Kliennya mulai dari anak petani sampai anak mantan presiden. Berbeda
dengan konsultan lain, ayah dari Tung Waldo Kamajaya (7) dan Tung Alta
Kania (4) ini “menyentuh” setiap orang dengan hati. “I do everything
untuk mengubah orang. Dalam terapi, kalau perlu, ia saya pukul.” Ia
memacu orang untuk berani melakukan breakthrough, terobosan, baik
personal maupun bisnis. Ia berhasil. Begitu banyak orang yang tadinya
takut, menjadi berani. Dalam bisnis pun orang berani melakukan action,
hingga meraih keuntungan berlipat ganda.
Tak cuma itu.
Berkat “ilmu” yang diberikannya kepada orang-orang kepercayaan
perusahaan, performa bisnis banyak perusahaan berhasil ia lipatgandakan.
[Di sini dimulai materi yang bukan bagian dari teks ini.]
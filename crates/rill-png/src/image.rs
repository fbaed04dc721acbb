//! The caller-visible image descriptor and its lifecycle.
use crate::enums::{InterlaceMethod, PngColor};
use crate::error::PngError;
use crate::status::PngStatus;

/// Transparency key carried by a tRNS chunk on non-indexed images.
///
/// Samples are stored at wire width; for depths below 16 only the low
/// bits are meaningful.
#[derive(Copy, Clone, Debug, PartialEq, Eq)]
pub enum Transparency
{
    Grey(u16),
    Rgb(u16, u16, u16)
}

/// Background colour carried by a bKGD chunk.
#[derive(Copy, Clone, Debug, PartialEq, Eq)]
pub enum Background
{
    Index(u8),
    Grey(u16),
    Rgb(u16, u16, u16)
}

/// An image descriptor: geometry, palette, pixel blob and the status
/// word the pump drivers latch their progress into.
///
/// The blob mirrors the PNG wire layout, row-major with
/// [`stride`](PngImage::stride) bytes per row: sub-byte samples packed
/// most-significant-bit first, 16-bit samples big-endian. After a
/// conversion to [`PngColor::HostRgba`] the blob instead holds
/// host-endian 32 or 64 bit RGBA words.
pub struct PngImage
{
    pub width:  usize,
    pub height: usize,

    /// Bits per sample as stored in the blob (32/64 for host RGBA,
    /// meaning bits per pixel word).
    pub depth:             u8,
    pub sample_depth:      u8,
    pub samples_per_pixel: u8,

    pub color:         PngColor,
    pub compression:   u8,
    pub filter_method: u8,
    pub interlace:     InterlaceMethod,

    /// Bytes from the start of one scanline to the next.
    pub stride: usize,
    pub blob:   Vec<u8>,

    /// 256 AARRGGBB entries; defaults to the opaque grey ramp so
    /// unset entries still draw sensibly.
    pub palette: [u32; 256],

    pub transparency: Option<Transparency>,
    pub background:   Option<Background>,

    pub status: PngStatus
}

fn grey_ramp() -> [u32; 256]
{
    let mut palette = [0_u32; 256];

    for (index, entry) in palette.iter_mut().enumerate()
    {
        *entry = 0xFF00_0000 + (index as u32) * 0x0001_0101;
    }
    palette
}

impl Default for PngImage
{
    fn default() -> Self
    {
        PngImage::new()
    }
}

impl PngImage
{
    /// A pristine descriptor: no pixels, cleared status, grey-ramp
    /// palette.
    pub fn new() -> PngImage
    {
        PngImage {
            width:             0,
            height:            0,
            depth:             0,
            sample_depth:      0,
            samples_per_pixel: 0,
            color:             PngColor::default(),
            compression:       0,
            filter_method:     0,
            interlace:         InterlaceMethod::Standard,
            stride:            0,
            blob:              Vec::new(),
            palette:           grey_ramp(),
            transparency:      None,
            background:        None,
            status:            PngStatus::empty()
        }
    }

    /// Derive sample depth, samples per pixel and stride from colour
    /// type, depth and width.
    pub(crate) fn recompute_layout(&mut self)
    {
        self.sample_depth = match self.color
        {
            PngColor::Palette => 8,
            PngColor::HostRgba => self.depth / 4,
            _ => self.depth
        };
        self.samples_per_pixel = self.color.num_components();

        self.stride = match self.color
        {
            // whole words per pixel, no sub-byte packing to round
            PngColor::HostRgba => self.width * usize::from(self.depth / 8),
            _ =>
            {
                (self.width * usize::from(self.depth) * usize::from(self.samples_per_pixel) + 7) / 8
            }
        };
    }

    /// Bytes needed to hold at least one pixel, the neighbour distance
    /// the scanline filters use. Never below one even for sub-byte
    /// packings.
    pub(crate) fn bytes_per_pixel(&self) -> usize
    {
        let bits = usize::from(self.sample_depth) * usize::from(self.samples_per_pixel);

        (bits / 8).max(1)
    }

    // zero-size images stay populatable: the encoder turns them into
    // a header and trailer with an empty data stream, only the decode
    // side refuses them
    fn check_depth(color: PngColor, depth: u8) -> Result<(), PngError>
    {
        if !color.is_legal_depth(depth)
        {
            return Err(PngError::OutOfSpecs("bit depth illegal for colour type"));
        }
        Ok(())
    }

    /// Adopt an existing pixel blob ahead of a save.
    ///
    /// Fails with `WouldDestroy` when the descriptor already holds
    /// data, and checks the blob length against the derived stride.
    pub fn populate_with_image(
        &mut self, color: PngColor, depth: u8, width: usize, height: usize, blob: Vec<u8>
    ) -> Result<(), PngError>
    {
        if self.status != PngStatus::empty()
        {
            return Err(PngError::WouldDestroy);
        }
        PngImage::check_depth(color, depth)?;

        self.color = color;
        self.depth = depth;
        self.width = width;
        self.height = height;
        self.recompute_layout();

        if blob.len() != self.stride * self.height
        {
            return Err(PngError::Generic(format!(
                "blob holds {} bytes but the geometry needs {}",
                blob.len(),
                self.stride * self.height
            )));
        }
        self.blob = blob;
        self.status = PngStatus::IS_DRAWABLE;

        Ok(())
    }

    /// Like [`populate_with_image`](PngImage::populate_with_image) but
    /// allocates a zeroed blob of the right size.
    pub fn populate_empty(
        &mut self, color: PngColor, depth: u8, width: usize, height: usize
    ) -> Result<(), PngError>
    {
        if self.status != PngStatus::empty()
        {
            return Err(PngError::WouldDestroy);
        }
        PngImage::check_depth(color, depth)?;

        self.color = color;
        self.depth = depth;
        self.width = width;
        self.height = height;
        self.recompute_layout();

        let size = self.stride * self.height;
        let mut blob = Vec::new();

        blob.try_reserve_exact(size)
            .map_err(|_| PngError::OutOfMemory)?;
        blob.resize(size, 0);

        self.blob = blob;
        self.status = PngStatus::IS_DRAWABLE;

        Ok(())
    }

    /// Release the pixel blob and mark the descriptor disposed.
    ///
    /// Idempotent; dropping the descriptor releases memory either way,
    /// this latches the state for callers that keep it around.
    pub fn dispose(&mut self)
    {
        self.blob = Vec::new();
        self.status = PngStatus::DISPOSED;
    }

    pub fn is_drawable(&self) -> bool
    {
        self.status.contains(PngStatus::IS_DRAWABLE)
    }
}

#[test]
fn palette_defaults_to_grey_ramp()
{
    let image = PngImage::new();

    assert_eq!(image.palette[0], 0xFF00_0000);
    assert_eq!(image.palette[1], 0xFF01_0101);
    assert_eq!(image.palette[255], 0xFFFF_FFFF);
}

#[test]
fn stride_rounds_up_to_whole_bytes()
{
    let mut image = PngImage::new();

    image.populate_empty(PngColor::Palette, 2, 5, 3).unwrap();
    // 5 pixels at 2 bits each is 10 bits, so 2 bytes per row
    assert_eq!(image.stride, 2);
    assert_eq!(image.blob.len(), 6);
    assert_eq!(image.sample_depth, 8);
    assert_eq!(image.samples_per_pixel, 1);
}

#[test]
fn populate_refuses_to_clobber()
{
    let mut image = PngImage::new();

    image.populate_empty(PngColor::RGB, 8, 2, 2).unwrap();

    let again = image.populate_with_image(PngColor::Luma, 8, 1, 1, vec![0]);
    assert!(matches!(again, Err(PngError::WouldDestroy)));
}

#[test]
fn populate_validates_depth()
{
    let mut image = PngImage::new();

    assert!(matches!(
        image.populate_empty(PngColor::RGB, 4, 2, 2),
        Err(PngError::OutOfSpecs(_))
    ));
}

#[test]
fn zero_size_images_are_populatable()
{
    // the encoder needs these; they come out as header plus trailer
    let mut image = PngImage::new();

    image.populate_empty(PngColor::Luma, 8, 0, 2).unwrap();
    assert_eq!(image.stride, 0);
    assert!(image.blob.is_empty());
    assert!(image.is_drawable());
}

#[test]
fn dispose_is_idempotent()
{
    let mut image = PngImage::new();

    image.populate_empty(PngColor::Luma, 8, 4, 4).unwrap();
    image.dispose();
    image.dispose();

    assert!(image.blob.is_empty());
    assert_eq!(image.status, PngStatus::DISPOSED);
}
//! Encode-then-decode laws across colour types, depths and interlace.
use rill_png::{
    Background, InterlaceMethod, PngColor, PngEncoder, PngImage, Transparency
};
use rill_tests::{decode, encode_image, inflate, parse_chunks};

/// Deterministic pixel bytes with zeroed row-padding kept trivially by
/// using widths that fill whole bytes.
fn test_blob(len: usize) -> Vec<u8>
{
    (0..len).map(|i| (i * 31 + 7) as u8).collect()
}

fn populated(color: PngColor, depth: u8, width: usize, height: usize) -> PngImage
{
    let mut image = PngImage::new();
    let samples = usize::from(color.num_components());
    let stride = (width * usize::from(depth) * samples + 7) / 8;

    image
        .populate_with_image(color, depth, width, height, test_blob(stride * height))
        .unwrap();
    image
}

#[test]
fn all_colour_types_and_depths_round_trip()
{
    let cases: [(PngColor, u8); 13] = [
        (PngColor::Luma, 1),
        (PngColor::Luma, 2),
        (PngColor::Luma, 4),
        (PngColor::Luma, 8),
        (PngColor::Luma, 16),
        (PngColor::Palette, 1),
        (PngColor::Palette, 2),
        (PngColor::Palette, 4),
        (PngColor::Palette, 8),
        (PngColor::LumaA, 8),
        (PngColor::LumaA, 16),
        (PngColor::RGB, 8),
        (PngColor::RGBA, 16)
    ];

    for (color, depth) in cases
    {
        // width 8 keeps sub-byte rows free of padding bits
        let image = populated(color, depth, 8, 3);
        let source = image.blob.clone();

        let decoded = decode(&encode_image(image));

        assert_eq!(decoded.blob, source, "{color:?} at depth {depth}");
        assert_eq!(decoded.color, color);
        assert_eq!(decoded.depth, depth);
    }
}

#[test]
fn two_by_two_red_square()
{
    let red = [0xFF, 0x00, 0x00];
    let mut blob = Vec::new();
    for _ in 0..4
    {
        blob.extend_from_slice(&red);
    }

    let mut image = PngImage::new();
    image
        .populate_with_image(PngColor::RGB, 8, 2, 2, blob.clone())
        .unwrap();

    let decoded = decode(&encode_image(image));
    assert_eq!(decoded.blob, blob);
    assert_eq!(decoded.blob.len(), 12);
}

#[test]
fn interlaced_output_decodes_to_the_same_raster()
{
    // 8x8 grey, each pixel is row*8 + col
    let blob: Vec<u8> = (0..64_u8).collect();

    let mut plain = PngImage::new();
    plain
        .populate_with_image(PngColor::Luma, 8, 8, 8, blob.clone())
        .unwrap();

    let mut adam7 = PngImage::new();
    adam7
        .populate_with_image(PngColor::Luma, 8, 8, 8, blob.clone())
        .unwrap();
    adam7.interlace = InterlaceMethod::Adam7;

    let plain_stream = encode_image(plain);
    let adam7_stream = encode_image(adam7);
    assert_ne!(plain_stream, adam7_stream);

    let from_plain = decode(&plain_stream);
    let from_adam7 = decode(&adam7_stream);

    assert_eq!(from_plain.blob, blob);
    assert_eq!(from_adam7.blob, blob);
    assert_eq!(from_adam7.interlace, InterlaceMethod::Adam7);
}

#[test]
fn interlaced_sub_byte_round_trip()
{
    let image = populated(PngColor::Luma, 1, 8, 8);
    let source = image.blob.clone();

    let mut adam7 = PngImage::new();
    adam7
        .populate_with_image(PngColor::Luma, 1, 8, 8, source.clone())
        .unwrap();
    adam7.interlace = InterlaceMethod::Adam7;

    let decoded = decode(&encode_image(adam7));
    assert_eq!(decoded.blob, source);
}

#[test]
fn emitted_stream_checks_out_against_the_reference_zlib()
{
    let mut image = PngImage::new();
    image
        .populate_with_image(PngColor::Luma, 8, 4, 1, vec![1, 2, 3, 4])
        .unwrap();

    let stream = encode_image(image);
    let chunks = parse_chunks(&stream);

    assert_eq!(chunks.first().unwrap().0, *b"IHDR");
    assert_eq!(chunks.last().unwrap().0, *b"IEND");

    let idat: Vec<u8> = chunks
        .iter()
        .filter(|(name, _)| name == b"IDAT")
        .flat_map(|(_, payload)| payload.clone())
        .collect();

    // filter byte zero, then the packed row
    assert_eq!(inflate(&idat), [0, 1, 2, 3, 4]);
}

#[test]
fn palette_background_and_transparency_survive()
{
    let mut image = PngImage::new();
    image
        .populate_with_image(PngColor::Palette, 4, 8, 2, test_blob(8))
        .unwrap();

    for (i, entry) in image.palette.iter_mut().take(16).enumerate()
    {
        *entry = u32::from(0x80 + i as u8) << 24 | (i as u32) * 0x000A_0503;
    }
    image.background = Some(Background::Index(3));

    let expected_palette = image.palette;
    let expected_blob = image.blob.clone();

    let decoded = decode(&encode_image(image));

    assert_eq!(decoded.palette[..16], expected_palette[..16]);
    assert_eq!(decoded.background, Some(Background::Index(3)));
    assert_eq!(decoded.blob, expected_blob);
}

#[test]
fn grey_transparency_key_survives()
{
    let mut image = PngImage::new();
    image
        .populate_with_image(PngColor::Luma, 8, 2, 1, vec![0x10, 0x42])
        .unwrap();
    image.transparency = Some(Transparency::Grey(0x42));

    let decoded = decode(&encode_image(image));
    assert_eq!(decoded.transparency, Some(Transparency::Grey(0x42)));
}

#[test]
fn rgb_transparency_key_survives()
{
    let mut image = PngImage::new();
    image
        .populate_with_image(PngColor::RGB, 16, 1, 1, vec![0, 1, 0, 2, 0, 3])
        .unwrap();
    image.transparency = Some(Transparency::Rgb(1, 2, 3));
    image.background = Some(Background::Rgb(9, 8, 7));

    let decoded = decode(&encode_image(image));
    assert_eq!(decoded.transparency, Some(Transparency::Rgb(1, 2, 3)));
    assert_eq!(decoded.background, Some(Background::Rgb(9, 8, 7)));
}

#[test]
fn converted_images_encode_back_to_rgba()
{
    let source = vec![1, 2, 3, 4, 5, 6, 7, 8];

    let mut image = PngImage::new();
    image
        .populate_with_image(PngColor::RGBA, 8, 2, 1, source.clone())
        .unwrap();
    image.convert_to_rgba32(false).unwrap();
    assert_eq!(image.color, PngColor::HostRgba);

    let decoded = decode(&encode_image(image));

    assert_eq!(decoded.color, PngColor::RGBA);
    assert_eq!(decoded.depth, 8);
    assert_eq!(decoded.blob, source);
}

#[test]
fn encoder_pump_respects_tiny_output_slices()
{
    let image = populated(PngColor::RGB, 8, 8, 8);
    let source = image.blob.clone();

    let mut encoder = PngEncoder::new(image).unwrap();
    let mut stream = Vec::new();
    let mut tiny = [0_u8; 7];

    loop
    {
        let n = encoder.pump(&mut tiny);
        stream.extend_from_slice(&tiny[..n]);

        if n == 0
            && encoder
                .status()
                .contains(rill_png::PngStatus::FINISHED)
        {
            break;
        }
    }

    assert_eq!(decode(&stream).blob, source);
}

#[test]
fn full_circle_through_both_pumps_twice()
{
    let image = populated(PngColor::LumaA, 8, 8, 4);
    let source = image.blob.clone();

    let once = decode(&encode_image(image));
    let twice = decode(&encode_image(once));

    assert_eq!(twice.blob, source);
}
Memang, setelah hati dan pikiran disentuh Tung, orang seperti tersihir,
dan tergerak untuk berubah lebih baik. Kekuatan motivasi yang
dibangkitkannya mampu menyalakan keberanian seseorang untuk melawan rasa
takut terhadap apa pun.
Ratusan ribu
orang telah merasakan manfaatnya. Namun, ia lebih suka disebut pelatih
sukses, karena, “Saya juga memberi langkah-langkah menuju sukses.” Wajar
kalau di sela-sela waktunya memotivasi orang untuk sukses, ia juga
dipercaya menjadi pengasuh acara “Smarth Wealth” di radio Smart FM dan
kolumnis rubrik “Road to be Wealthy” di Majalah Warta Bisnis.